PROBLEM: Find the lines of the data below that include "Deserialize". Report their number only.

==== RECORDS PROVIDED

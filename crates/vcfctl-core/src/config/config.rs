//! Profile configuration for SDDC Manager endpoints
//!
//! Stored as TOML with one named profile per appliance:
//!
//! ```toml
//! default_profile = "lab"
//!
//! [profiles.lab]
//! host = "sddc-manager.lab.example.com"
//! username = "administrator@vsphere.local"
//! password = "${VCF_LAB_PASSWORD}"
//! allow_unverified_tls = true
//! poll_interval_secs = 10
//! ```

#[cfg(target_os = "macos")]
use directories::BaseDirs;
use directories::ProjectDirs;
use serde::{Deserialize, Serialize};
use std::collections::HashMap;
use std::fs;
use std::path::{Path, PathBuf};
use std::time::Duration;

use super::credential::CredentialStore;
use super::error::{ConfigError, Result};
use crate::session::{DEFAULT_REFRESH_AFTER, SessionBuilder};
use crate::tracker::DEFAULT_POLL_INTERVAL;

pub const ENV_HOST: &str = "VCF_SDDC_MANAGER_HOST";
pub const ENV_USERNAME: &str = "VCF_SDDC_MANAGER_USERNAME";
pub const ENV_PASSWORD: &str = "VCF_SDDC_MANAGER_PASSWORD";
pub const ENV_ALLOW_UNVERIFIED_TLS: &str = "VCF_ALLOW_UNVERIFIED_TLS";
pub const ENV_POLL_INTERVAL: &str = "VCF_POLL_INTERVAL";

/// Main configuration structure
#[derive(Debug, Serialize, Deserialize, Default, Clone, PartialEq)]
pub struct Config {
    #[serde(default, skip_serializing_if = "Option::is_none")]
    pub default_profile: Option<String>,
    /// Map of profile name -> profile configuration
    #[serde(default)]
    pub profiles: HashMap<String, Profile>,
}

/// One SDDC Manager endpoint
#[derive(Debug, Serialize, Deserialize, Clone, PartialEq)]
pub struct Profile {
    /// Hostname, or a full `https://` URL
    pub host: String,
    #[serde(default, skip_serializing_if = "Option::is_none")]
    pub port: Option<u16>,
    pub username: String,
    /// Plaintext or `keyring:` reference; prompted for when absent
    #[serde(default, skip_serializing_if = "Option::is_none")]
    pub password: Option<String>,
    #[serde(default)]
    pub allow_unverified_tls: bool,
    #[serde(default, skip_serializing_if = "Option::is_none")]
    pub poll_interval_secs: Option<u64>,
    #[serde(default, skip_serializing_if = "Option::is_none")]
    pub refresh_after_secs: Option<u64>,
}

/// Connection settings with every reference resolved
#[derive(Clone, PartialEq)]
pub struct ResolvedProfile {
    pub base_url: String,
    pub username: String,
    pub password: Option<String>,
    pub allow_unverified_tls: bool,
    pub poll_interval: Duration,
    pub refresh_after: Duration,
}

impl std::fmt::Debug for ResolvedProfile {
    fn fmt(&self, f: &mut std::fmt::Formatter<'_>) -> std::fmt::Result {
        f.debug_struct("ResolvedProfile")
            .field("base_url", &self.base_url)
            .field("username", &self.username)
            .field("password", &self.password.as_ref().map(|_| "<redacted>"))
            .field("allow_unverified_tls", &self.allow_unverified_tls)
            .field("poll_interval", &self.poll_interval)
            .field("refresh_after", &self.refresh_after)
            .finish()
    }
}

impl Profile {
    pub fn new(host: impl Into<String>, username: impl Into<String>) -> Self {
        Self {
            host: host.into(),
            port: None,
            username: username.into(),
            password: None,
            allow_unverified_tls: false,
            poll_interval_secs: None,
            refresh_after_secs: None,
        }
    }

    pub fn base_url(&self) -> String {
        build_base_url(&self.host, self.port)
    }

    /// Configured interval, or the default when unset or zero
    pub fn poll_interval(&self) -> Duration {
        self.poll_interval_secs
            .filter(|secs| *secs > 0)
            .map(Duration::from_secs)
            .unwrap_or(DEFAULT_POLL_INTERVAL)
    }

    pub fn refresh_after(&self) -> Duration {
        self.refresh_after_secs
            .map(Duration::from_secs)
            .unwrap_or(DEFAULT_REFRESH_AFTER)
    }

    pub fn has_password(&self) -> bool {
        self.password.is_some()
    }

    /// Resolve keyring references and, when `use_env` is set, apply
    /// `VCF_*` environment overrides field by field
    pub fn resolve_credentials(&self, use_env: bool) -> Result<ResolvedProfile> {
        let store = CredentialStore::new();
        let env = |var: &'static str| use_env.then_some(var);

        let host = store
            .get_credential(&self.host, env(ENV_HOST))
            .map_err(|e| ConfigError::CredentialError(format!("Failed to resolve host: {e}")))?;
        let username = store
            .get_credential(&self.username, env(ENV_USERNAME))
            .map_err(|e| {
                ConfigError::CredentialError(format!("Failed to resolve username: {e}"))
            })?;
        let password = match (&self.password, env_value(env(ENV_PASSWORD))) {
            (_, Some(from_env)) => Some(from_env),
            (Some(stored), None) => Some(store.get_credential(stored, None).map_err(|e| {
                ConfigError::CredentialError(format!("Failed to resolve password: {e}"))
            })?),
            (None, None) => None,
        };

        let allow_unverified_tls = match env_value(env(ENV_ALLOW_UNVERIFIED_TLS)) {
            Some(raw) => parse_bool(ENV_ALLOW_UNVERIFIED_TLS, &raw)?,
            None => self.allow_unverified_tls,
        };
        let poll_interval = match env_value(env(ENV_POLL_INTERVAL)) {
            Some(raw) => parse_secs(ENV_POLL_INTERVAL, &raw)?,
            None => self.poll_interval(),
        };

        Ok(ResolvedProfile {
            base_url: build_base_url(&host, self.port),
            username,
            password,
            allow_unverified_tls,
            poll_interval,
            refresh_after: self.refresh_after(),
        })
    }
}

impl ResolvedProfile {
    /// A complete connection from the `VCF_*` variables alone
    ///
    /// `None` unless host, username and password are all set.
    pub fn from_env() -> Result<Option<Self>> {
        let (Some(host), Some(username), Some(password)) = (
            env_value(Some(ENV_HOST)),
            env_value(Some(ENV_USERNAME)),
            env_value(Some(ENV_PASSWORD)),
        ) else {
            return Ok(None);
        };

        let allow_unverified_tls = match env_value(Some(ENV_ALLOW_UNVERIFIED_TLS)) {
            Some(raw) => parse_bool(ENV_ALLOW_UNVERIFIED_TLS, &raw)?,
            None => false,
        };
        let poll_interval = match env_value(Some(ENV_POLL_INTERVAL)) {
            Some(raw) => parse_secs(ENV_POLL_INTERVAL, &raw)?,
            None => DEFAULT_POLL_INTERVAL,
        };

        Ok(Some(Self {
            base_url: build_base_url(&host, None),
            username,
            password: Some(password),
            allow_unverified_tls,
            poll_interval,
            refresh_after: DEFAULT_REFRESH_AFTER,
        }))
    }

    /// Session builder for these settings; the password must be known
    pub fn session_builder(&self) -> Result<SessionBuilder> {
        let password = self
            .password
            .as_deref()
            .ok_or_else(|| ConfigError::MissingPassword {
                username: self.username.clone(),
            })?;
        Ok(SessionBuilder::default()
            .base_url(&self.base_url)
            .username(&self.username)
            .password(password)
            .insecure(self.allow_unverified_tls)
            .refresh_after(self.refresh_after))
    }
}

fn env_value(var: Option<&str>) -> Option<String> {
    var.and_then(|v| std::env::var(v).ok())
        .filter(|value| !value.is_empty())
}

fn build_base_url(host: &str, port: Option<u16>) -> String {
    let host = host.trim().trim_end_matches('/');
    if host.starts_with("https://") || host.starts_with("http://") {
        return host.to_string();
    }
    match port {
        Some(port) => format!("https://{host}:{port}"),
        None => format!("https://{host}"),
    }
}

fn parse_bool(key: &str, raw: &str) -> Result<bool> {
    match raw.trim().to_ascii_lowercase().as_str() {
        "1" | "true" | "yes" | "on" => Ok(true),
        "0" | "false" | "no" | "off" => Ok(false),
        _ => Err(ConfigError::InvalidValue {
            key: key.to_string(),
            value: raw.to_string(),
        }),
    }
}

fn parse_secs(key: &str, raw: &str) -> Result<Duration> {
    match raw.trim().parse::<u64>() {
        Ok(secs) if secs > 0 => Ok(Duration::from_secs(secs)),
        _ => Err(ConfigError::InvalidValue {
            key: key.to_string(),
            value: raw.to_string(),
        }),
    }
}

impl Config {
    /// Load configuration from the standard location
    pub fn load() -> Result<Self> {
        let config_path = Self::config_path()?;
        Self::load_from_path(&config_path)
    }

    /// Load configuration from a specific path; a missing file is an empty config
    pub fn load_from_path(config_path: &Path) -> Result<Self> {
        if !config_path.exists() {
            return Ok(Config::default());
        }

        let content = fs::read_to_string(config_path).map_err(|e| ConfigError::LoadError {
            path: config_path.display().to_string(),
            source: e,
        })?;

        let expanded_content = Self::expand_env_vars(&content);
        let config: Config = toml::from_str(&expanded_content)?;

        Ok(config)
    }

    /// Save configuration to the standard location
    pub fn save(&self) -> Result<()> {
        let config_path = Self::config_path()?;
        self.save_to_path(&config_path)
    }

    /// Save configuration to a specific path, creating parent directories
    pub fn save_to_path(&self, config_path: &Path) -> Result<()> {
        if let Some(parent) = config_path.parent() {
            fs::create_dir_all(parent).map_err(|e| ConfigError::SaveError {
                path: parent.display().to_string(),
                source: e,
            })?;
        }

        let content = toml::to_string_pretty(self)?;

        fs::write(config_path, content).map_err(|e| ConfigError::SaveError {
            path: config_path.display().to_string(),
            source: e,
        })?;

        Ok(())
    }

    /// Set or update a profile
    pub fn set_profile(&mut self, name: String, profile: Profile) {
        self.profiles.insert(name, profile);
    }

    /// Remove a profile by name, clearing the default if it pointed there
    pub fn remove_profile(&mut self, name: &str) -> Option<Profile> {
        if self.default_profile.as_deref() == Some(name) {
            self.default_profile = None;
        }
        self.profiles.remove(name)
    }

    /// List all profiles sorted by name
    pub fn list_profiles(&self) -> Vec<(&String, &Profile)> {
        let mut profiles: Vec<_> = self.profiles.iter().collect();
        profiles.sort_by_key(|(name, _)| *name);
        profiles
    }

    pub fn get_profile(&self, name: &str) -> Result<&Profile> {
        self.profiles
            .get(name)
            .ok_or_else(|| ConfigError::ProfileNotFound {
                name: name.to_string(),
            })
    }

    /// Pick a profile: explicit name, then the default, then the first by name
    pub fn resolve_profile(&self, explicit_profile: Option<&str>) -> Result<String> {
        if let Some(name) = explicit_profile {
            self.get_profile(name)?;
            return Ok(name.to_string());
        }

        if let Some(ref default) = self.default_profile {
            return Ok(default.clone());
        }

        if let Some((name, _)) = self.list_profiles().first() {
            return Ok((*name).clone());
        }

        Err(ConfigError::NoProfiles {
            suggestion: format!(
                "Use 'vcfctl profile set' to create one, or set {ENV_HOST}, {ENV_USERNAME} and {ENV_PASSWORD}."
            ),
        })
    }

    /// Get the path to the configuration file
    ///
    /// On macOS the Linux-style `~/.config/vcfctl/config.toml` is used when it
    /// (or its directory) exists, falling back to the platform path.
    ///
    /// On Linux: ~/.config/vcfctl/config.toml
    /// On Windows: %APPDATA%\vcfctl\vcfctl\config.toml
    pub fn config_path() -> Result<PathBuf> {
        #[cfg(target_os = "macos")]
        {
            if let Some(base_dirs) = BaseDirs::new() {
                let linux_style_path = base_dirs
                    .home_dir()
                    .join(".config")
                    .join("vcfctl")
                    .join("config.toml");

                if linux_style_path.exists()
                    || linux_style_path.parent().is_some_and(|p| p.exists())
                {
                    return Ok(linux_style_path);
                }
            }
        }

        let proj_dirs =
            ProjectDirs::from("com", "vcfctl", "vcfctl").ok_or(ConfigError::ConfigDirError)?;

        Ok(proj_dirs.config_dir().join("config.toml"))
    }

    /// Expand `${VAR}` and `${VAR:-default}` references
    ///
    /// Unset variables without a default are left as written, so a profile
    /// nobody uses does not need its variables set.
    fn expand_env_vars(content: &str) -> String {
        let expanded =
            shellexpand::env_with_context_no_errors(content, |var| std::env::var(var).ok());
        expanded.to_string()
    }
}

========

WRITTEN RESPONSE: 3